Law and Order in the Midst of Chaos: My COVID Gap Year Working on Set
By Sophia Meloni
Much like everyone else’s, my world came to a screeching halt in March of 2020. I had just gotten over the adjustment period that is the first semester of freshman year and was finally settling into my life at Wesleyan University. Then, the pandemic hit, and I immediately flew home to Los Angeles, where I started the second half of my semester trying to acclimate to attending Zoom University and navigate the uncertain early days of pandemic life. When I finished my classes in May, I was under the impression that we’d take the summer to wrap up this whole COVID business and I’d be back on campus in the fall under nearly ordinary conditions. But as time wore on and the virus continued to rage, it appeared doubtful that that would really happen.
July rolled around, and still Wesleyan insisted that its students would go back to campus in the fall. I was skeptical, but since no one could say what would happen with the virus anyway, I went with it. Then, during the first week of August, the administration sent an email outlining the new rules for life on campus. Reading through it, I quickly realized that the existence it described was not one I wanted to be leading for the next several months—and, being an individual with a propensity for making reactionary decisions, I emailed my dean telling her that I would be deferring for a year. Call it an admirable leap of faith or an ill-informed and rash decision—it was done. I had no plans and no indication that anything positive would be coming my way, but me being me, I figured that things would sort themselves out.
The pandemic gave me two options for my gap year: I could try to get a job, or I could sit at home attempting to break my own personal record for how long a person can wear the same pair of sweatpants before descending into madness. I chose the former, and in September I started working as a Production Assistant on Law And Order: Special Victims Unit. It was my first real job in the middle of a pandemic in New York City on NBC’s longest-running primetime drama—what could go wrong?

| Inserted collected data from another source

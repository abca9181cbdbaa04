//! Local workload process management.

use std::path::Path;
use std::process::Stdio;
use std::sync::Arc;

use anyhow::{Context, Result};
use regex::Regex;
use tokio::process::{Child, Command};
use tokio::sync::Mutex;

use crate::config::Config;
use crate::reconcile::{Workload, WorkloadTarget};
use crate::tempo::TlsMaterial;

/// A locally supervised Tempo process.
pub struct LocalWorkload {
    config: Arc<Config>,
    /// The supervised process, if one has been started.
    child: Mutex<Option<Child>>,
    /// The target selected for the next (re)start.
    target: std::sync::Mutex<WorkloadTarget>,
    /// HTTP client used for readiness probes.
    http: reqwest::Client,
}

impl LocalWorkload {
    /// Create a new instance.
    pub fn new(config: Arc<Config>) -> Self {
        Self {
            config,
            child: Mutex::new(None),
            target: std::sync::Mutex::new(WorkloadTarget::Monolith),
            http: reqwest::Client::new(),
        }
    }

    /// Detect the workload version from its CLI.
    pub async fn version(&self) -> Option<String> {
        let output = Command::new(&self.config.tempo_bin).arg("-version").output().await.ok()?;
        let out = String::from_utf8_lossy(&output.stdout);
        parse_version(&out)
    }

    fn current_target(&self) -> WorkloadTarget {
        match self.target.lock() {
            Ok(target) => *target,
            Err(poisoned) => *poisoned.into_inner(),
        }
    }

    async fn kill_current(&self, child: &mut Option<Child>) {
        if let Some(mut proc) = child.take() {
            let _res = proc.kill().await;
            let _res = proc.wait().await;
        }
    }
}

#[async_trait::async_trait]
impl Workload for LocalWorkload {
    async fn can_connect(&self) -> bool {
        // The workload is manageable once its binary is present on disk.
        tokio::fs::metadata(&self.config.tempo_bin).await.is_ok()
    }

    async fn read_config(&self) -> Result<Option<String>> {
        match tokio::fs::read_to_string(&self.config.tempo_config_path).await {
            Ok(raw) => Ok(Some(raw)),
            Err(err) if err.kind() == std::io::ErrorKind::NotFound => Ok(None),
            Err(err) => Err(err).context("error reading workload config"),
        }
    }

    async fn push_config(&self, config: &str) -> Result<()> {
        if let Some(parent) = Path::new(&self.config.tempo_config_path).parent() {
            tokio::fs::create_dir_all(parent).await.context("error creating workload config directory")?;
        }
        tokio::fs::write(&self.config.tempo_config_path, config).await.context("error writing workload config")
    }

    async fn push_tls(&self, material: &TlsMaterial) -> Result<()> {
        for (path, pem) in [
            (&self.config.tls_cert_path, &material.cert),
            (&self.config.tls_key_path, &material.key),
            (&self.config.tls_ca_path, &material.ca),
        ] {
            if let Some(parent) = Path::new(path).parent() {
                tokio::fs::create_dir_all(parent).await.context("error creating TLS directory")?;
            }
            tokio::fs::write(path, pem).await.with_context(|| format!("error writing TLS material to {}", path))?;
        }
        Ok(())
    }

    async fn set_target(&self, target: WorkloadTarget) {
        match self.target.lock() {
            Ok(mut current) => *current = target,
            Err(poisoned) => *poisoned.into_inner() = target,
        }
    }

    async fn restart(&self) -> Result<()> {
        let mut child = self.child.lock().await;
        self.kill_current(&mut child).await;
        let target = self.current_target();
        let spawned = Command::new(&self.config.tempo_bin)
            .arg(format!("-config.file={}", self.config.tempo_config_path))
            .arg("-target")
            .arg(target.flag())
            .stdout(Stdio::null())
            .stderr(Stdio::null())
            .spawn()
            .context("error starting workload process")?;
        tracing::debug!(target = target.flag(), "workload process started");
        *child = Some(spawned);
        Ok(())
    }

    async fn stop(&self) -> Result<()> {
        let mut child = self.child.lock().await;
        self.kill_current(&mut child).await;
        Ok(())
    }

    async fn is_ready(&self) -> bool {
        let url = format!("http://{}:{}/ready", self.config.hostname, self.config.http_listen_port);
        match self.http.get(&url).send().await {
            Ok(response) => match response.text().await {
                Ok(body) => body.trim() == "ready",
                Err(_) => false,
            },
            Err(_) => false,
        }
    }
}

lazy_static::lazy_static! {
    static ref VERSION_FULL: Regex =
        Regex::new(r"tempo, version (.*) \(branch: (.*), revision: (.*)\)").expect("invalid workload version regex");
    static ref VERSION_HEADLESS: Regex = Regex::new(r"tempo, version (\S+)").expect("invalid workload version regex");
}

/// Parse the version string printed by `tempo -version`.
///
/// Example output:
///
/// ```text
/// tempo, version 2.3.1 (branch: HEAD, revision: fd5743d5d)
///   build user:
///   build date:
///   go version:       go1.18.5
///   platform:         linux/amd64
/// ```
pub fn parse_version(out: &str) -> Option<String> {
    if let Some(caps) = VERSION_FULL.captures(out) {
        return Some(format!("{}:{}/{}", &caps[1], &caps[2], &caps[3]));
    }
    if let Some(caps) = VERSION_HEADLESS.captures(out) {
        return Some(caps[1].to_string());
    }
    tracing::warn!("unable to determine workload version, output does not match any known pattern");
    None
}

The experience of entering the workforce was not dissimilar, I would imagine, to being hit by a bus. I was working 14 hour days on location in the rain, learning absolutely everything through trial by fire. Everything about the situation was inopportune—the industry was operating in a completely new paradigm, the line of production had been turned on its head and everyone was learning to adapt—and there I was, thrown in the mix with no experience, trying my best to make television in the middle of a global pandemic. I knew nothing, but I was learning, and that’s all I really wanted. I often say that the greatest thing I learned in my 14 years of traditional education was how to make it look like I knew what I was doing when I had no clue—a skill that I found carried over to my experience on set, where half the battle was learning how to fake it till you make it. Soon enough I did get the hang of things, and a few months in, I was an old pro. I had 2 walkie talkies, I was hanging out with the camera department, and I knew Ice T’s lunch order by heart.
Though atypical and born of a spur-of-the-moment decision, my gap year has been the most educational experience I could have hoped for. I like to consider it my low-stakes trial run of the real world: working 14 hour days, scrambling for a social life, and trying to write as much as possible gave me a glimpse into my 20s that I was perhaps unprepared for. I also took away lessons from the set that I could never have learned without having had so much responsibility thrust upon me: I had to communicate with people in a way I never had in order to persuade them to do exactly what needed to be done in the most timely and economical way possible; constantly strike the right balance between the creative and the practical when managing the needs of the director and the producers; and learn how to wire a monitor, jam a slate, and change out camera batteries (impressive achievements for someone who can barely operate an email app). By the end of my time on set, I was having dreams of being on that Emmy stage telling my come-up story to an adoring crowd of fellow industry phenoms.
Overall, my gap year experience has demanded more personal growth and reflection than I would wish upon anyone, but despite the challenges, it has been an exercise in experimental decision-making that is entirely my own—and for that, I couldn’t be more appreciative.